Yasmeen Rehman, a former MNA who convened the Public Accounts Committee’s (PAC) sub-committee on Interferon, wrote to the new Science and Technology Minister Zahid Hamid earlier this month asking him to expedite Interferon production.

“I briefed him about the whole situation, about how some people had managed to stop the project for a few years and how we took it up in the PAC. I also told him about the CEMB’s frozen funds which were to be used for Interferon production. But rather than giving funds to start production, the ministry officials have withdrawn the money, which was locally generated and cannot be used by the government,” she said.

“The bureaucracy is misguiding him (the minister) on this issue. They say a PC-1 (planning document) should be prepared and approved for the project, but that will take another two years and more patients will die meanwhile. Everything is in place and the scientists should just be allowed to work,” Rehman added.

Imported Interferon injections cost between Rs1,500 and Rs2,500. The CEMB estimated that locally-produced Interferon could be sold for Rs70. A Hepatitis C patient requires around 100 injections.



Prof Shaikh said if given a free hand, he could generate enough Interferon for Pakistani patients within two years. He said there were some 20 million hepatitis patients in Pakistan.

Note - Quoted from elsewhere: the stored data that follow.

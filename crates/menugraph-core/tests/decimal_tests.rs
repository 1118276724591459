//! Exact Decimal Tests
//!
//! Normalization round trips are checked with proptest over generated
//! amount literals.

#![allow(clippy::unwrap_used, clippy::expect_used)]

use menugraph_core::{Decimal, RoundingMode};
use proptest::prelude::*;

/// Reference normalization of a plain decimal literal
fn normalize(literal: &str) -> String {
    let (negative, unsigned) = match literal.as_bytes().first() {
        Some(b'-') => (true, &literal[1..]),
        Some(b'+') => (false, &literal[1..]),
        _ => (false, literal),
    };
    let (int_part, frac_part) = unsigned.split_once('.').unwrap_or((unsigned, ""));

    let int_part = int_part.trim_start_matches('0');
    let int_part = if int_part.is_empty() { "0" } else { int_part };
    let frac_part = frac_part.trim_end_matches('0');

    let magnitude = if frac_part.is_empty() {
        int_part.to_string()
    } else {
        format!("{}.{}", int_part, frac_part)
    };

    if negative && magnitude != "0" {
        format!("-{}", magnitude)
    } else {
        magnitude
    }
}

fn literal() -> impl Strategy<Value = String> {
    (
        prop::sample::select(vec!["", "+", "-"]),
        "[0-9]{1,12}",
        prop::option::of("[0-9]{1,10}"),
    )
        .prop_map(|(sign, int_part, frac)| match frac {
            Some(frac) => format!("{}{}.{}", sign, int_part, frac),
            None => format!("{}{}", sign, int_part),
        })
}

proptest! {
    #[test]
    fn prop_parse_display_is_normalized(s in literal()) {
        prop_assert_eq!(Decimal::parse(&s).to_string(), normalize(&s));
    }

    #[test]
    fn prop_trailing_zeros_do_not_change_value(s in literal()) {
        let padded = if s.contains('.') { format!("{}00", s) } else { format!("{}.00", s) };
        prop_assert_eq!(Decimal::parse(&s), Decimal::parse(&padded));
    }

    #[test]
    fn prop_canonical_string_reparses_to_same_value(s in literal()) {
        let d = Decimal::parse(&s);
        let again: Decimal = d.to_canonical_string().parse().unwrap();
        prop_assert_eq!(d, again);
    }
}

#[test]
fn test_round_1_005_in_both_modes() {
    let d = Decimal::parse("1.005");
    assert_eq!(d.round(2, RoundingMode::HalfEven), Decimal::parse("1.00"));
    assert_eq!(d.round(2, RoundingMode::Plain), Decimal::parse("1.01"));
}

#[test]
fn test_malformed_input_is_zero() {
    assert_eq!(Decimal::parse("12,50 rub"), Decimal::ZERO);
    assert_eq!(Decimal::parse("1.2e3"), Decimal::ZERO);
}

#[test]
fn test_price_arithmetic_is_exact() {
    let line = Decimal::parse("19.99").checked_mul_int(3).unwrap();
    let total = line.checked_add(Decimal::parse("0.03")).unwrap();
    assert_eq!(total.to_string(), "60");
}
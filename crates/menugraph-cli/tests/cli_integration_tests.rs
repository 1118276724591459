//! End-to-end tests of the `menugraph` binary against a scratch database

#![allow(clippy::unwrap_used, clippy::expect_used)]

use std::path::{Path, PathBuf};
use std::process::{Command, Output};
use tempfile::TempDir;

fn fixture(name: &str) -> PathBuf {
    PathBuf::from(env!("CARGO_MANIFEST_DIR"))
        .join("tests")
        .join("fixtures")
        .join(name)
}

/// Run the CLI inside `dir` against `dir/store.db`
fn run(dir: &Path, args: &[&str]) -> Output {
    let db = dir.join("store.db");
    Command::new(env!("CARGO_BIN_EXE_menugraph"))
        .current_dir(dir)
        .env_remove("RUST_LOG")
        .args(args)
        .args(["--db", db.to_str().unwrap()])
        .output()
        .expect("Failed to execute CLI")
}

fn stdout(output: &Output) -> String {
    String::from_utf8_lossy(&output.stdout).into_owned()
}

fn assert_success(output: &Output) {
    assert!(
        output.status.success(),
        "CLI command should succeed. Stderr: {}",
        String::from_utf8_lossy(&output.stderr)
    );
}

fn refreshed_dir() -> TempDir {
    let dir = TempDir::new().unwrap();
    let payload = fixture("catalog.json");
    let output = run(dir.path(), &["refresh", payload.to_str().unwrap()]);
    assert_success(&output);
    assert!(stdout(&output).contains("Catalog refreshed: 3 dishes"));
    dir
}

#[test]
fn test_refresh_then_status() {
    // GIVEN a refreshed catalog
    let dir = refreshed_dir();

    // WHEN status is requested by a new process
    let output = run(dir.path(), &["status"]);

    // THEN it reads the persisted catalog
    assert_success(&output);
    let out = stdout(&output);
    assert!(out.contains("needs_refresh: no"));
    assert!(out.contains("categories: drinks, pizza"));
    assert!(out.contains("dishes: 3"));
    assert!(out.contains("cheese_borders: 1"));
    assert!(!out.contains("last_update: never"));
}

#[test]
fn test_status_on_empty_store() {
    let dir = TempDir::new().unwrap();

    let output = run(dir.path(), &["status"]);

    assert_success(&output);
    let out = stdout(&output);
    assert!(out.contains("needs_refresh: yes"));
    assert!(out.contains("last_update: never"));
    assert!(out.contains("objects: 0"));
}

#[test]
fn test_second_refresh_is_skipped_unless_forced() {
    // GIVEN a fresh catalog
    let dir = refreshed_dir();
    let payload = fixture("catalog.json");

    // WHEN refreshed again without --force
    let skipped = run(dir.path(), &["refresh", payload.to_str().unwrap()]);

    // THEN the source is not consulted
    assert_success(&skipped);
    assert!(stdout(&skipped).contains("Catalog is fresh"));

    // AND a forced refresh reinstalls the same payload
    let forced = run(dir.path(), &["refresh", payload.to_str().unwrap(), "--force"]);
    assert_success(&forced);
    assert!(stdout(&forced).contains("Catalog refreshed: 3 dishes"));
}

#[test]
fn test_dishes_lists_category_in_order() {
    let dir = refreshed_dir();

    let output = run(dir.path(), &["dishes", "pizza"]);

    assert_success(&output);
    let lines: Vec<String> = stdout(&output).lines().map(str::to_string).collect();
    assert_eq!(
        lines,
        vec!["d-pepperoni\tPepperoni\t520 ₽", "d-margherita\tMargherita\t450 ₽"]
    );
}

#[test]
fn test_currency_suffix_comes_from_config() {
    // GIVEN a config file with a different currency
    let dir = refreshed_dir();
    let config = dir.path().join("menugraph.toml");
    std::fs::write(&config, "[catalog]\ncurrency_suffix = \"EUR\"\n").unwrap();

    // WHEN dishes are listed with that config
    let output = run(
        dir.path(),
        &["dishes", "drinks", "--config", config.to_str().unwrap()],
    );

    // THEN prices carry the configured suffix
    assert_success(&output);
    assert_eq!(stdout(&output).trim(), "d-cola\tCola\t120.5 EUR");
}

#[test]
fn test_snapshot_prints_dish_json() {
    let dir = refreshed_dir();

    let output = run(dir.path(), &["snapshot", "d-margherita"]);

    assert_success(&output);
    let dish: serde_json::Value = serde_json::from_str(&stdout(&output)).unwrap();
    assert_eq!(dish["name"], "Margherita");
    assert_eq!(dish["variants"].as_array().unwrap().len(), 2);
    assert_eq!(dish["variants"][0]["doughs"].as_array().unwrap().len(), 2);
    // references to cheese borders are not part of the copy
    assert!(dish["variants"][0]["cheese_border_id"].is_null());
}

#[test]
fn test_delete_removes_dish_durably() {
    // GIVEN a refreshed catalog
    let dir = refreshed_dir();

    // WHEN Margherita is deleted
    let output = run(dir.path(), &["delete", "d-margherita"]);
    assert_success(&output);
    assert!(stdout(&output).contains("Deleted dish 'd-margherita'"));

    // THEN later processes no longer see it
    let listing = run(dir.path(), &["dishes", "pizza"]);
    assert_success(&listing);
    assert!(!stdout(&listing).contains("Margherita"));
    assert!(stdout(&listing).contains("Pepperoni"));

    let status = run(dir.path(), &["status"]);
    assert!(stdout(&status).contains("cheese_borders: 1"));
}

#[test]
fn test_forced_refresh_restores_deleted_dish() {
    // GIVEN a catalog with Margherita deleted
    let dir = refreshed_dir();
    let payload = fixture("catalog.json");
    assert_success(&run(dir.path(), &["delete", "d-margherita"]));

    // WHEN the unchanged payload is refreshed with --force
    let forced = run(dir.path(), &["refresh", payload.to_str().unwrap(), "--force"]);

    // THEN the dish is back
    assert_success(&forced);
    assert!(stdout(&forced).contains("Catalog refreshed: 3 dishes"));
    let listing = run(dir.path(), &["dishes", "pizza"]);
    assert!(stdout(&listing).contains("Margherita"));
}

#[test]
fn test_unknown_dish_fails_with_code() {
    let dir = refreshed_dir();

    let output = run(dir.path(), &["delete", "d-missing"]);

    assert!(!output.status.success());
    let stderr = String::from_utf8_lossy(&output.stderr);
    assert!(stderr.contains("ERR_NOT_FOUND"), "stderr: {}", stderr);
}

#[test]
fn test_missing_payload_leaves_catalog_untouched() {
    // GIVEN a refreshed catalog
    let dir = refreshed_dir();
    let before = stdout(&run(dir.path(), &["status"]));

    // WHEN a forced refresh points at a missing file
    let output = run(dir.path(), &["refresh", "absent.json", "--force"]);

    // THEN it fails with a refresh error and the catalog is unchanged
    assert!(!output.status.success());
    let stderr = String::from_utf8_lossy(&output.stderr);
    assert!(stderr.contains("ERR_REFRESH_FAILURE"), "stderr: {}", stderr);
    assert_eq!(stdout(&run(dir.path(), &["status"])), before);

    let conn = rusqlite::Connection::open(dir.path().join("store.db")).unwrap();
    let count: i64 = conn
        .query_row(
            "SELECT COUNT(*) FROM objects WHERE kind = 'Dish'",
            [],
            |row| row.get(0),
        )
        .unwrap();
    assert_eq!(count, 3);
}
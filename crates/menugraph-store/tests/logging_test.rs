// Operation boundary events emitted from the store crate

#![allow(clippy::unwrap_used, clippy::expect_used)]

mod common;

use common::db_path;
use menugraph_core::catalog::catalog_schema;
use menugraph_core::logging_facility::init_test_capture;
use menugraph_core::menugraph_core_types::schema::{EVENT_END, EVENT_START};
use menugraph_store::open_store;

#[test]
fn test_open_store_logs_start_and_end() {
    // GIVEN an in-memory log capture
    let capture = init_test_capture();
    let dir = tempfile::tempdir().unwrap();

    // WHEN a store is opened
    open_store(&db_path(dir.path()), catalog_schema()).unwrap();

    // THEN both boundaries are logged with the shared event names
    capture.assert_event_exists("open_store", EVENT_START);
    capture.assert_event_exists("open_store", EVENT_END);
    let end = capture
        .events_for("open_store")
        .into_iter()
        .find(|e| e.event.as_deref() == Some(EVENT_END))
        .unwrap();
    assert_eq!(end.field("objects"), Some("0"));
    assert!(end.component.as_deref().unwrap().starts_with("menugraph_store"));
}
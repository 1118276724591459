//! Shared fixtures for menugraph-store integration tests

#![allow(dead_code)]

use std::path::{Path, PathBuf};

use menugraph_core::catalog::{refresh, JsonFileSource, RefreshOutcome, StalenessPolicy};
use menugraph_core::ObjectStore;

pub fn fixture(name: &str) -> PathBuf {
    PathBuf::from(env!("CARGO_MANIFEST_DIR"))
        .join("tests")
        .join("fixtures")
        .join(name)
}

pub fn db_path(dir: &Path) -> PathBuf {
    dir.join("store.db")
}

/// Force-refresh `store` from the catalog fixture
pub fn load_catalog(store: &mut ObjectStore) -> RefreshOutcome {
    let mut source = JsonFileSource::new(fixture("catalog.json"));
    refresh(store, &mut source, &StalenessPolicy::default(), true).unwrap()
}

pub fn table_names(conn: &rusqlite::Connection) -> Vec<String> {
    let mut stmt = conn
        .prepare("SELECT name FROM sqlite_master WHERE type = 'table' ORDER BY name")
        .unwrap();
    stmt.query_map([], |row| row.get(0))
        .unwrap()
        .collect::<Result<Vec<String>, _>>()
        .unwrap()
}

pub fn row_count(conn: &rusqlite::Connection) -> i64 {
    conn.query_row("SELECT COUNT(*) FROM objects", [], |row| row.get(0))
        .unwrap()
}
use menugraph_core_types::RequestId;
use thiserror::Error;

use crate::identity::Handle;

/// Result type alias using GraphError
pub type Result<T> = std::result::Result<T, GraphError>;

// ========== Error Facility ==========

/// Canonical error kind taxonomy
///
/// Each kind maps to a stable error code used for programmatic handling,
/// log assertions and CLI exit reporting.
#[derive(Debug, Clone, Copy, PartialEq, Eq)]
pub enum ExErrorKind {
    // Structural/Validation
    InvalidInput,
    NotFound,
    KindMismatch,
    ShapeMismatch,
    MissingField,
    DanglingReference,
    MalformedValue,

    // Transactions
    NotInTransaction,
    TransactionFailure,

    // Catalog
    RefreshFailure,

    // Integration/IO
    Io,
    Serialization,
    Persistence,
    Config,

    // Internal
    Internal,
}

impl ExErrorKind {
    /// Get the stable error code for this kind
    pub fn code(&self) -> &'static str {
        match self {
            ExErrorKind::InvalidInput => "ERR_INVALID_INPUT",
            ExErrorKind::NotFound => "ERR_NOT_FOUND",
            ExErrorKind::KindMismatch => "ERR_KIND_MISMATCH",
            ExErrorKind::ShapeMismatch => "ERR_SHAPE_MISMATCH",
            ExErrorKind::MissingField => "ERR_MISSING_FIELD",
            ExErrorKind::DanglingReference => "ERR_DANGLING_REFERENCE",
            ExErrorKind::MalformedValue => "ERR_MALFORMED_VALUE",
            ExErrorKind::NotInTransaction => "ERR_NOT_IN_TRANSACTION",
            ExErrorKind::TransactionFailure => "ERR_TRANSACTION_FAILURE",
            ExErrorKind::RefreshFailure => "ERR_REFRESH_FAILURE",
            ExErrorKind::Io => "ERR_IO",
            ExErrorKind::Serialization => "ERR_SERIALIZATION",
            ExErrorKind::Persistence => "ERR_PERSISTENCE",
            ExErrorKind::Config => "ERR_CONFIG",
            ExErrorKind::Internal => "ERR_INTERNAL",
        }
    }
}

/// Canonical structured error type
///
/// Carries a classification plus optional context for debugging. This is the
/// error type of the persistence and CLI boundaries; the in-memory engine
/// reports [`GraphError`] and converts on the way out.
#[derive(Debug, Clone)]
pub struct ExError {
    kind: ExErrorKind,
    op: Option<String>,
    handle: Option<String>,
    entity_kind: Option<String>,
    request_id: Option<RequestId>,
    message: String,
    source: Option<Box<ExError>>,
}

impl ExError {
    /// Create a new error with the specified kind
    pub fn new(kind: ExErrorKind) -> Self {
        Self {
            kind,
            op: None,
            handle: None,
            entity_kind: None,
            request_id: None,
            message: String::new(),
            source: None,
        }
    }

    /// Add operation context
    pub fn with_op(mut self, op: impl Into<String>) -> Self {
        self.op = Some(op.into());
        self
    }

    /// Add object handle context
    pub fn with_handle(mut self, handle: impl ToString) -> Self {
        self.handle = Some(handle.to_string());
        self
    }

    /// Add entity kind context
    pub fn with_entity_kind(mut self, kind: impl Into<String>) -> Self {
        self.entity_kind = Some(kind.into());
        self
    }

    /// Add request ID context
    pub fn with_request_id(mut self, request_id: RequestId) -> Self {
        self.request_id = Some(request_id);
        self
    }

    /// Add custom message
    pub fn with_message(mut self, message: impl Into<String>) -> Self {
        self.message = message.into();
        self
    }

    /// Add source error
    pub fn with_source(mut self, source: ExError) -> Self {
        self.source = Some(Box::new(source));
        self
    }

    pub fn kind(&self) -> ExErrorKind {
        self.kind
    }

    /// Get the stable error code
    pub fn code(&self) -> &'static str {
        self.kind.code()
    }

    pub fn op(&self) -> Option<&str> {
        self.op.as_deref()
    }

    pub fn handle(&self) -> Option<&str> {
        self.handle.as_deref()
    }

    pub fn entity_kind(&self) -> Option<&str> {
        self.entity_kind.as_deref()
    }

    pub fn request_id(&self) -> Option<&RequestId> {
        self.request_id.as_ref()
    }

    pub fn message(&self) -> &str {
        &self.message
    }

    pub fn source_error(&self) -> Option<&ExError> {
        self.source.as_deref()
    }
}

impl std::fmt::Display for ExError {
    fn fmt(&self, f: &mut std::fmt::Formatter<'_>) -> std::fmt::Result {
        write!(f, "[{}]", self.code())?;
        if let Some(op) = &self.op {
            write!(f, " in operation '{}'", op)?;
        }
        if !self.message.is_empty() {
            write!(f, ": {}", self.message)?;
        }
        if let Some(kind) = &self.entity_kind {
            write!(f, " (entity_kind: {})", kind)?;
        }
        if let Some(handle) = &self.handle {
            write!(f, " (handle: {})", handle)?;
        }
        if let Some(request_id) = &self.request_id {
            write!(f, " (request_id: {})", request_id)?;
        }
        Ok(())
    }
}

impl std::error::Error for ExError {
    fn source(&self) -> Option<&(dyn std::error::Error + 'static)> {
        self.source
            .as_deref()
            .map(|s| s as &(dyn std::error::Error + 'static))
    }
}

// ========== End Error Facility ==========

/// Error taxonomy of the object graph engine and catalog layer
#[derive(Error, Debug, Clone, PartialEq)]
pub enum GraphError {
    // ===== Structural Errors =====
    /// No live object with this handle
    #[error("Object not found: {handle}")]
    NotFound { handle: Handle },

    /// Object has a different entity kind than the caller expected
    #[error("Object {object} is a {found}, expected {expected}")]
    KindMismatch {
        object: String,
        expected: String,
        found: String,
    },

    /// Field value does not match the declared field shape
    #[error("Field '{field}' of {kind} is declared {expected} but holds {found}")]
    FieldShapeMismatch {
        kind: String,
        field: String,
        expected: String,
        found: String,
    },

    /// A field required by a typed view is absent
    #[error("{kind} object {handle} has no field '{field}'")]
    MissingField {
        kind: String,
        handle: String,
        field: String,
    },

    /// A persisted object may only reference live persisted objects
    #[error("Field '{field}' references {target}, which is not a live persisted object")]
    DanglingReference { field: String, target: String },

    /// Unparsable literal (decimal, handle, timestamp)
    #[error("Malformed value '{input}': {reason}")]
    MalformedValue { input: String, reason: String },

    // ===== Transaction Errors =====
    /// Mutation attempted without an open write transaction
    #[error("Cannot {op} outside a write transaction")]
    NotInWriteTransaction { op: String },

    /// The store could not open or commit a write transaction
    #[error("Transaction failed during {op}: {message}")]
    TransactionFailure { op: String, message: String },

    // ===== Catalog Errors =====
    /// Catalog source could not supply a payload
    #[error("Catalog refresh failed: {message}")]
    RefreshFailure { message: String },

    // ===== Generic Errors =====
    /// Serialization error (JSON encoding/decoding)
    #[error("Serialization error: {message}")]
    Serialization { message: String },

    /// Configuration could not be read or parsed
    #[error("Configuration error: {message}")]
    Config { message: String },

    /// Generic internal error
    #[error("Internal error: {message}")]
    Internal { message: String },
}

impl GraphError {
    /// Build a transaction failure for the given operation
    pub fn transaction(op: impl Into<String>, message: impl Into<String>) -> Self {
        GraphError::TransactionFailure {
            op: op.into(),
            message: message.into(),
        }
    }
}

/// Conversion from GraphError to ExError
impl From<GraphError> for ExError {
    fn from(err: GraphError) -> Self {
        match err {
            GraphError::NotFound { handle } => ExError::new(ExErrorKind::NotFound)
                .with_handle(handle)
                .with_message("Object not found"),

            GraphError::KindMismatch {
                object,
                expected,
                found,
            } => ExError::new(ExErrorKind::KindMismatch)
                .with_handle(object)
                .with_entity_kind(found)
                .with_message(format!("Expected {}", expected)),

            GraphError::FieldShapeMismatch {
                kind,
                field,
                expected,
                found,
            } => ExError::new(ExErrorKind::ShapeMismatch)
                .with_entity_kind(kind)
                .with_message(format!(
                    "Field '{}' is declared {} but holds {}",
                    field, expected, found
                )),

            GraphError::MissingField {
                kind,
                handle,
                field,
            } => ExError::new(ExErrorKind::MissingField)
                .with_entity_kind(kind)
                .with_handle(handle)
                .with_message(format!("Missing field '{}'", field)),

            GraphError::DanglingReference { field, target } => {
                ExError::new(ExErrorKind::DanglingReference).with_message(format!(
                    "Field '{}' references non-persisted object {}",
                    field, target
                ))
            }

            GraphError::MalformedValue { input, reason } => {
                ExError::new(ExErrorKind::MalformedValue)
                    .with_message(format!("'{}': {}", input, reason))
            }

            GraphError::NotInWriteTransaction { op } => {
                ExError::new(ExErrorKind::NotInTransaction)
                    .with_op(op)
                    .with_message("No write transaction is open")
            }

            GraphError::TransactionFailure { op, message } => {
                ExError::new(ExErrorKind::TransactionFailure)
                    .with_op(op)
                    .with_message(message)
            }

            GraphError::RefreshFailure { message } => ExError::new(ExErrorKind::RefreshFailure)
                .with_op("catalog_refresh")
                .with_message(message),

            GraphError::Serialization { message } => {
                ExError::new(ExErrorKind::Serialization).with_message(message)
            }

            GraphError::Config { message } => {
                ExError::new(ExErrorKind::Config).with_message(message)
            }

            GraphError::Internal { message } => {
                ExError::new(ExErrorKind::Internal).with_message(message)
            }
        }
    }
}

/// Conversion from serde_json::Error to GraphError
impl From<serde_json::Error> for GraphError {
    fn from(err: serde_json::Error) -> Self {
        GraphError::Serialization {
            message: err.to_string(),
        }
    }
}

“I have time and again said I don’t need any money or perks. I have even told the secretary that some Pakistani-American scientists are willing to donate $0.5 million (Rs50 million) for the local production of Interferon,” he told The Express Tribune.

Former Allama Iqbal Medical College principal Dr Javed Akram, who worked on the clinical side of the Interferon project, said that some 100,000 injections had been produced in 2008. “We were set to go ahead with clinical trials when some pharmaceutical mafias emerged on the scene. Hundreds of lives could have been saved by now if the local production of the drug had been allowed to start,” he said.

Science and Technology Minister Zahid Hamid and Secretary Akhlaq Ahmad Tarar were not available for comment on the phone. They did not respond to emails sent to their offices either.

Zaheer Hussain, assistant scientific adviser at the Ministry of Science and Technology, confirmed that the frozen funds had been transferred to the federal treasury, on the directions of the Public Account Committee and the Federal Audit and with the approval of the CEMB Board of Governors and CAMB Executive Committee.

He said that the transfer would not affect the project. “The action of the MoST to transfer frozen funds of CAMB will have no effect on the proposed local production of Interferon. In fact, the Interferon at laboratory scale was developed by the financial support of the MoST through the Public Sector Development Programme. Similar support will be extended to the project director for Interferon production when the PC-1 is submitted to the MoST. During the recent joint meeting of the CEMB Board of Governors and CAMB Executive Committee, the designated project director committed to submitting the PC-1 within two months, i.e., before August 2, 2013. The same will be immediately processed by the MoST for reviewing and funding through the Planning Commission,” he stated.

Published in The Express Tribune, July 18th, 2013.